Women's political and social status, health and well-being provide a valuable litmus test for a society's political and economic health, she said.

"Few if any states can deny basic rights and support to women and hope to prosper as a nation. The U.S. policy goal to enhance and encourage the status of women directly supports our goals to increase broad-based, good governance and raise economic prosperity," Bodine said.

President Bush has stated that support for women's rights is an imperative of U.S. foreign policy. In his words, it is a goal "grounded in the nonnegotiable demands of human dignity and reflect universal human rights."

Bodine emphasized that these are universal values. "They are not cultural, regional or economically specific, but universal."

While the denial by the Taliban of "every conceivable right and need of women focused our attention on the plight of the women in Afghanistan, it also distorted the picture and reinforced old stereotypes," said Bodine. "The Islamic world was painted with a broad brush of the Taliban's making, obscuring the realities and
potential for advancement in much of the Islamic world."

Neighboring countries saw the Taliban and shuddered, fearing it would spread to their own societies.

Afghan women are regaining their place in society, gradually reintegrating into public life. Young girls are going back to school. Women are back in the workforce and in positions within the government. They can live without the fear that terrorized them for too long.

Making the point that Islamic and Arabic are not synonymous, not interchangeable, Bodine compared the varying lifestyles in the countries where she has served: "The Islamic world has a concept called 'hudud.' It means boundaries that define your life. In Iraq, there was a hudud that was permissive within the circle and brutal outside it. There were social freedoms to balance the lack of political or civil freedom. Women have had access to education, employment, and government positions there just since 1990

In comparison, Kuwaitis have enjoyed education for all it citizens since 1960. Today they have one of the highest literacy rates and standards of living in the world, Bodine said. More than half the students at Kuwait University are women. Women hold positions in the government, business, the arts, and the professions. They do not have the vote nor can they hold elected office, but they are aggressive members of the society and of decision-making, Bodine said.

"And then there is Yemen," she said. "Deprived of virtually any natural resources, wracked by a turbulent history, it has everything going against it. However, it has a functioning constitutional democracy based on universal suffrage. Women vote and hold elected office at all levels of government. They work as journalists, doctors, lawyers, professors, government ministers, diplomats."

"Yet Yemeni women are also overwhelmingly illiterate.

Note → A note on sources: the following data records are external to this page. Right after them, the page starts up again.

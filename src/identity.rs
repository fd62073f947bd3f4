use async_trait::async_trait;
use serde::Deserialize;
use serde_json::json;
use std::sync::{Arc, Mutex};
use uuid::Uuid;

use crate::error::AppError;

/// AuthSession
///
/// Tokens returned by the hosted auth service after a password sign-in.
#[derive(Debug, Clone, Deserialize)]
pub struct AuthSession {
    pub access_token: String,
    pub refresh_token: String,
    /// Lifetime of `access_token` in seconds.
    pub expires_in: i64,
    pub user_id: Uuid,
}

/// IdentityProvider Contract
///
/// Account lifecycle owned by the hosted auth service. Handlers only see this trait so
/// tests can run without Supabase.
#[async_trait]
pub trait IdentityProvider: Send + Sync {
    /// Creates the account and returns its `auth.users.id`.
    async fn sign_up(
        &self,
        email: &str,
        password: &str,
        full_name: Option<&str>,
    ) -> Result<Uuid, AppError>;

    async fn sign_in(&self, email: &str, password: &str) -> Result<AuthSession, AppError>;

    /// Revokes the refresh tokens behind `access_token`.
    async fn sign_out(&self, access_token: &str) -> Result<(), AppError>;
}

pub type IdentityState = Arc<dyn IdentityProvider>;

/// SupabaseIdentity
///
/// GoTrue REST client (`/auth/v1/...`).
#[derive(Clone)]
pub struct SupabaseIdentity {
    client: reqwest::Client,
    base_url: String,
    anon_key: String,
}

#[derive(Deserialize)]
struct SignUpResponse {
    // GoTrue answers with the user object directly, or nested under `user` when
    // email confirmation is disabled and a session is issued.
    id: Option<Uuid>,
    user: Option<GoTrueUser>,
}

#[derive(Deserialize)]
struct GoTrueUser {
    id: Uuid,
}

#[derive(Deserialize)]
struct TokenResponse {
    access_token: String,
    refresh_token: String,
    expires_in: i64,
    user: GoTrueUser,
}

impl SupabaseIdentity {
    pub fn new(supabase_url: &str, anon_key: &str) -> Self {
        Self {
            client: reqwest::Client::new(),
            base_url: format!("{}/auth/v1", supabase_url.trim_end_matches('/')),
            anon_key: anon_key.to_string(),
        }
    }

    fn upstream(e: reqwest::Error) -> AppError {
        tracing::error!("auth provider unreachable: {:?}", e);
        AppError::Identity("auth provider unreachable".to_string())
    }
}

/// Maps a non-success GoTrue status. Only 4xx answers are about the caller's input;
/// anything else is an upstream failure.
fn rejection(status: reqwest::StatusCode, client_error: AppError) -> AppError {
    if status.is_client_error() {
        client_error
    } else {
        tracing::error!(%status, "auth provider failed");
        AppError::Identity(format!("auth provider answered {}", status))
    }
}

#[async_trait]
impl IdentityProvider for SupabaseIdentity {
    async fn sign_up(
        &self,
        email: &str,
        password: &str,
        full_name: Option<&str>,
    ) -> Result<Uuid, AppError> {
        let response = self
            .client
            .post(format!("{}/signup", self.base_url))
            .header("apikey", &self.anon_key)
            .json(&json!({
                "email": email,
                "password": password,
                "data": { "full_name": full_name },
            }))
            .send()
            .await
            .map_err(Self::upstream)?;

        let status = response.status();
        if !status.is_success() {
            // 4xx: duplicate email, weak password, etc.
            tracing::warn!(%status, "sign up rejected by auth provider");
            return Err(rejection(
                status,
                AppError::Validation("sign up rejected".to_string()),
            ));
        }

        let body = response
            .json::<SignUpResponse>()
            .await
            .map_err(Self::upstream)?;

        body.user
            .map(|user| user.id)
            .or(body.id)
            .ok_or_else(|| AppError::Identity("sign up response without user id".to_string()))
    }

    async fn sign_in(&self, email: &str, password: &str) -> Result<AuthSession, AppError> {
        let response = self
            .client
            .post(format!("{}/token?grant_type=password", self.base_url))
            .header("apikey", &self.anon_key)
            .json(&json!({ "email": email, "password": password }))
            .send()
            .await
            .map_err(Self::upstream)?;

        let status = response.status();
        if !status.is_success() {
            return Err(rejection(status, AppError::Unauthorized));
        }

        let token = response
            .json::<TokenResponse>()
            .await
            .map_err(Self::upstream)?;

        Ok(AuthSession {
            access_token: token.access_token,
            refresh_token: token.refresh_token,
            expires_in: token.expires_in,
            user_id: token.user.id,
        })
    }

    async fn sign_out(&self, access_token: &str) -> Result<(), AppError> {
        let response = self
            .client
            .post(format!("{}/logout", self.base_url))
            .header("apikey", &self.anon_key)
            .bearer_auth(access_token)
            .send()
            .await
            .map_err(Self::upstream)?;

        // An already-invalid token still ends the local session.
        if !response.status().is_success() {
            tracing::debug!(status = %response.status(), "logout not acknowledged upstream");
        }
        Ok(())
    }
}

/// MockIdentityProvider
///
/// In-memory accounts for tests. `sign_in` mints a token with the configured secret so
/// the resulting session passes the `AuthUser` extractor.
pub struct MockIdentityProvider {
    jwt_secret: String,
    accounts: Mutex<Vec<(String, String, Uuid)>>,
    pub should_fail: bool,
}

impl MockIdentityProvider {
    pub fn new(jwt_secret: &str) -> Self {
        Self {
            jwt_secret: jwt_secret.to_string(),
            accounts: Mutex::new(Vec::new()),
            should_fail: false,
        }
    }

    pub fn new_failing(jwt_secret: &str) -> Self {
        Self {
            should_fail: true,
            ..Self::new(jwt_secret)
        }
    }

    /// Registers an existing account (e.g. a seeded profile).
    pub fn with_account(self, email: &str, password: &str, id: Uuid) -> Self {
        self.lock_accounts()
            .push((email.to_string(), password.to_string(), id));
        self
    }

    fn lock_accounts(&self) -> std::sync::MutexGuard<'_, Vec<(String, String, Uuid)>> {
        self.accounts
            .lock()
            .unwrap_or_else(|poisoned| poisoned.into_inner())
    }
}

#[async_trait]
impl IdentityProvider for MockIdentityProvider {
    async fn sign_up(
        &self,
        email: &str,
        password: &str,
        _full_name: Option<&str>,
    ) -> Result<Uuid, AppError> {
        if self.should_fail {
            return Err(AppError::Identity("Mock Identity Error".to_string()));
        }
        let mut accounts = self.lock_accounts();
        if accounts.iter().any(|(e, _, _)| e == email) {
            return Err(AppError::Validation("sign up rejected".to_string()));
        }
        let id = Uuid::new_v4();
        accounts.push((email.to_string(), password.to_string(), id));
        Ok(id)
    }

    async fn sign_in(&self, email: &str, password: &str) -> Result<AuthSession, AppError> {
        if self.should_fail {
            return Err(AppError::Identity("Mock Identity Error".to_string()));
        }
        let user_id = self
            .lock_accounts()
            .iter()
            .find(|(e, p, _)| e == email && p == password)
            .map(|(_, _, id)| *id)
            .ok_or(AppError::Unauthorized)?;

        let access_token = mint_token(user_id, &self.jwt_secret, 3600)?;
        Ok(AuthSession {
            access_token,
            refresh_token: format!("refresh-{}", user_id.simple()),
            expires_in: 3600,
            user_id,
        })
    }

    async fn sign_out(&self, _access_token: &str) -> Result<(), AppError> {
        Ok(())
    }
}

/// Signs an HS256 access token shaped like Supabase's.
pub fn mint_token(user_id: Uuid, secret: &str, ttl_secs: u64) -> Result<String, AppError> {
    use jsonwebtoken::{EncodingKey, Header, encode};

    let now = chrono::Utc::now().timestamp().max(0) as u64;
    let claims = crate::auth::Claims {
        sub: user_id,
        iat: now as usize,
        exp: (now + ttl_secs) as usize,
        email: None,
    };

    encode(
        &Header::default(),
        &claims,
        &EncodingKey::from_secret(secret.as_bytes()),
    )
    .map_err(|e| AppError::Identity(format!("token signing failed: {}", e)))
}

They suffer one of the highest maternal and child mortality rates in the world. Few children and fewer girls can afford school, even primary levels. Yemen cannot afford basic health care."

If a country such as Yemen is going to escape becoming another failed state that threatens its region, it must be well governed and economically viable, Bodine said. It cannot accomplish this if half its population is illiterate, malnourished, disenfranchised, and oppressed.

"Programs to expand women's access to education, health, employment, civil society, and governance cannot be defined by outsiders," she said.

"Change can occur in a society only when it responds to a perceived need and when it reflects the basic cultural, traditional, and religious value of that society," Bodine said. "No society need be shackled by its past, but it cannot move forward irrespectively of it."